▶ **What is expected**
Scan the records below for the word "DataStructure". Copy each line where it appears.

(Collected data)
════
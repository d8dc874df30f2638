//! Integration tests for the durable response cache

use imf_data_client::transport::ResponseCache;
use imf_data_client::CacheConfig;
use std::time::Duration;

use crate::support::{self, url, MockBackend, OVERLOAD_PAGE};

#[tokio::test]
async fn test_successful_response_is_saved_and_served() {
    let dir = tempfile::tempdir().unwrap();
    let backend = MockBackend::new();
    backend.json(url("Dataflow"), support::catalog());
    let config = support::test_config().with_cache(CacheConfig::in_dir(dir.path()));
    let transport = support::transport(&backend, config);

    let fresh = transport.fetch(&url("Dataflow")).await.unwrap();
    let cached = transport.fetch(&url("Dataflow")).await.unwrap();

    assert!(!fresh.from_cache);
    assert!(cached.from_cache);
    assert_eq!(fresh.json, cached.json);
    assert_eq!(backend.call_count(), 1);

    let entry_path = dir
        .path()
        .join(format!("{}.json", ResponseCache::key_for(&url("Dataflow"))));
    assert!(entry_path.exists());
}

#[tokio::test]
async fn test_cache_is_keyed_by_url() {
    let dir = tempfile::tempdir().unwrap();
    let backend = MockBackend::new();
    backend.json(url("Dataflow"), support::catalog());
    backend.json(url("DataStructure/PCPS"), support::pcps_structure());
    let config = support::test_config().with_cache(CacheConfig::in_dir(dir.path()));
    let transport = support::transport(&backend, config);

    transport.fetch(&url("Dataflow")).await.unwrap();
    let other = transport.fetch(&url("DataStructure/PCPS")).await.unwrap();

    assert!(!other.from_cache);
    assert_eq!(backend.call_count(), 2);
}

#[tokio::test]
async fn test_failures_are_not_cached() {
    let dir = tempfile::tempdir().unwrap();
    let backend = MockBackend::new();
    backend.respond(url("Dataflow"), 200, OVERLOAD_PAGE);
    let config = support::test_config()
        .with_max_attempts(1)
        .unwrap()
        .with_cache(CacheConfig::in_dir(dir.path()));
    let transport = support::transport(&backend, config);

    assert!(transport.fetch(&url("Dataflow")).await.is_err());
    assert!(!ResponseCache::new(dir.path(), Duration::from_secs(60))
        .path_for(&url("Dataflow"))
        .exists());
}

#[tokio::test]
async fn test_write_only_cache_never_serves() {
    let dir = tempfile::tempdir().unwrap();
    let backend = MockBackend::new();
    backend.json(url("Dataflow"), support::catalog());
    let cache = CacheConfig {
        read: false,
        ..CacheConfig::in_dir(dir.path())
    };
    let transport = support::transport(&backend, support::test_config().with_cache(cache));

    transport.fetch(&url("Dataflow")).await.unwrap();
    let second = transport.fetch(&url("Dataflow")).await.unwrap();

    assert!(!second.from_cache);
    assert_eq!(backend.call_count(), 2);
}

#[tokio::test]
async fn test_corrupt_entry_falls_back_to_network() {
    let dir = tempfile::tempdir().unwrap();
    let backend = MockBackend::new();
    backend.json(url("Dataflow"), support::catalog());
    let cache = ResponseCache::new(dir.path(), Duration::from_secs(60));
    std::fs::write(cache.path_for(&url("Dataflow")), "garbage").unwrap();
    let config = support::test_config().with_cache(CacheConfig::in_dir(dir.path()));
    let transport = support::transport(&backend, config);

    let response = transport.fetch(&url("Dataflow")).await.unwrap();
    assert!(!response.from_cache);
    assert_eq!(backend.call_count(), 1);
}
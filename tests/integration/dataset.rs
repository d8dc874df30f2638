//! Integration tests for the full dataset pipeline

use imf_data_client::{DatasetQuery, ImfError, NormalizeError, QueryWarning};

use crate::support::{self, url, MockBackend};

const GOLD_COAL_URL: &str = "CompactData/PCPS/A.W00.PGOLD+PCOAL.?startPeriod=2018&endPeriod=2020";

fn gold_and_coal() -> DatasetQuery {
    DatasetQuery::new("PCPS")
        .filter("freq", ["A"])
        .filter("ref_area", ["W00"])
        .filter("indicator", ["PCOAL", "PGOLD"])
        .start_year("2018")
        .end_year("2020")
}

#[tokio::test]
async fn test_records_equal_series_times_observations() {
    let backend = MockBackend::new();
    support::script_pcps_structure(&backend);
    backend.json(url(GOLD_COAL_URL), support::compact_data_two_series());
    let client = support::client(&backend);

    let response = client.dataset(&gold_and_coal()).await.unwrap();

    assert_eq!(response.url, url(GOLD_COAL_URL));
    assert!(response.warnings.is_empty());
    assert!(response.metadata.is_none());

    let table = response.data.table().unwrap();
    assert_eq!(table.len(), 3 + 2);
    assert_eq!(
        table.columns,
        vec![
            "freq",
            "ref_area",
            "indicator",
            "unit_measure",
            "unit_mult",
            "time_format",
            "time_period",
            "obs_value"
        ]
    );

    let coal: Vec<_> = table
        .iter()
        .filter(|r| r.text("indicator").as_deref() == Some("PCOAL"))
        .collect();
    assert_eq!(coal.len(), 2);
    assert!(coal.iter().all(|r| r.text("ref_area").as_deref() == Some("W00")));
    assert_eq!(coal[1].text("time_period").as_deref(), Some("2020"));
}

#[tokio::test]
async fn test_single_observation_object_is_one_record() {
    let backend = MockBackend::new();
    support::script_pcps_structure(&backend);
    backend.json(url("CompactData/PCPS/A.US.PGOLD."), support::compact_data_single_obs());
    let client = support::client(&backend);

    let query = DatasetQuery::new("PCPS")
        .filter("freq", ["A"])
        .filter("ref_area", ["US"])
        .filter("indicator", ["PGOLD"]);
    let response = client.dataset(&query).await.unwrap();

    let table = response.data.table().unwrap();
    assert_eq!(table.len(), 1);
    assert_eq!(table.records[0].text("obs_value").as_deref(), Some("1770.25"));
}

#[tokio::test]
async fn test_invalid_codes_are_dropped() {
    let backend = MockBackend::new();
    support::script_pcps_structure(&backend);
    backend.json(url("CompactData/PCPS/A.US.PGOLD."), support::compact_data_single_obs());
    let client = support::client(&backend);

    let query = DatasetQuery::new("PCPS")
        .filter("freq", ["A"])
        .filter("ref_area", ["US", "ATLANTIS"])
        .filter("indicator", ["PGOLD", "PUNOBTAINIUM"]);
    let response = client.dataset(&query).await.unwrap();

    assert_eq!(response.url, url("CompactData/PCPS/A.US.PGOLD."));
    assert_eq!(
        response.warnings,
        vec![
            QueryWarning::DroppedCodes {
                dimension: "ref_area".to_string(),
                codes: vec!["ATLANTIS".to_string()],
            },
            QueryWarning::DroppedCodes {
                dimension: "indicator".to_string(),
                codes: vec!["PUNOBTAINIUM".to_string()],
            },
        ]
    );
}

#[tokio::test]
async fn test_unsatisfiable_filters_are_empty_result() {
    let backend = MockBackend::new();
    support::script_pcps_structure(&backend);
    backend.json(url("CompactData/PCPS/Q.US.PCOAL."), support::compact_data_empty());
    let client = support::client(&backend);

    let query = DatasetQuery::new("PCPS")
        .filter("freq", ["Q"])
        .filter("ref_area", ["US"])
        .filter("indicator", ["PCOAL"]);
    let err = client.dataset(&query).await.unwrap_err();

    assert!(matches!(err, ImfError::Normalize(NormalizeError::EmptyResult)));
    assert!(err.is_empty_result());
    assert!(err.to_string().contains("relax the filters"));
}

#[tokio::test]
async fn test_raw_payload_skips_flattening() {
    let backend = MockBackend::new();
    support::script_pcps_structure(&backend);
    backend.json(url(GOLD_COAL_URL), support::compact_data_two_series());
    let client = support::client(&backend);

    let response = client.dataset(&gold_and_coal().raw(true)).await.unwrap();

    let raw = response.data.raw().unwrap();
    assert_eq!(raw.as_array().map(Vec::len), Some(2));
    assert!(response.data.table().is_none());
}

#[tokio::test]
async fn test_metadata_attached_on_request() {
    let backend = MockBackend::new();
    support::script_pcps_structure(&backend);
    backend.json(url(GOLD_COAL_URL), support::compact_data_two_series());
    backend.json(
        url("GenericMetadata/PCPS/A.W00.PGOLD+PCOAL.?startPeriod=2018&endPeriod=2020"),
        support::generic_metadata(),
    );
    let client = support::client(&backend);

    let response = client.dataset(&gold_and_coal().with_metadata(true)).await.unwrap();

    let metadata = response.metadata.unwrap();
    assert_eq!(metadata.custodian, "IMF");
    assert_eq!(metadata.timestamp, "2024-03-01T10:00:00");
}

#[tokio::test]
async fn test_whole_dataset_request_is_warned() {
    let backend = MockBackend::new();
    support::script_pcps_structure(&backend);
    backend.json(url("CompactData/PCPS/..."), support::compact_data_two_series());
    let client = support::client(&backend);

    let response = client.dataset(&DatasetQuery::new("PCPS")).await.unwrap();

    assert_eq!(
        response.warnings,
        vec![QueryWarning::WholeDataset {
            dataset_id: "PCPS".to_string()
        }]
    );
    assert_eq!(response.data.table().map(|t| t.len()), Some(5));
}

#[tokio::test]
async fn test_normalization_is_deterministic_across_fetches() {
    let backend = MockBackend::new();
    support::script_pcps_structure(&backend);
    backend.json(url(GOLD_COAL_URL), support::compact_data_two_series());
    let client = support::client(&backend);

    let first = client.dataset(&gold_and_coal()).await.unwrap();
    let second = client.dataset(&gold_and_coal()).await.unwrap();
    assert_eq!(first.data, second.data);
}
════
▶ **Written reply**
    backend.json(url("DataStructure/PCPS"), support::pcps_structure());
    let other = transport.fetch(&url("DataStructure/PCPS")).await.unwrap();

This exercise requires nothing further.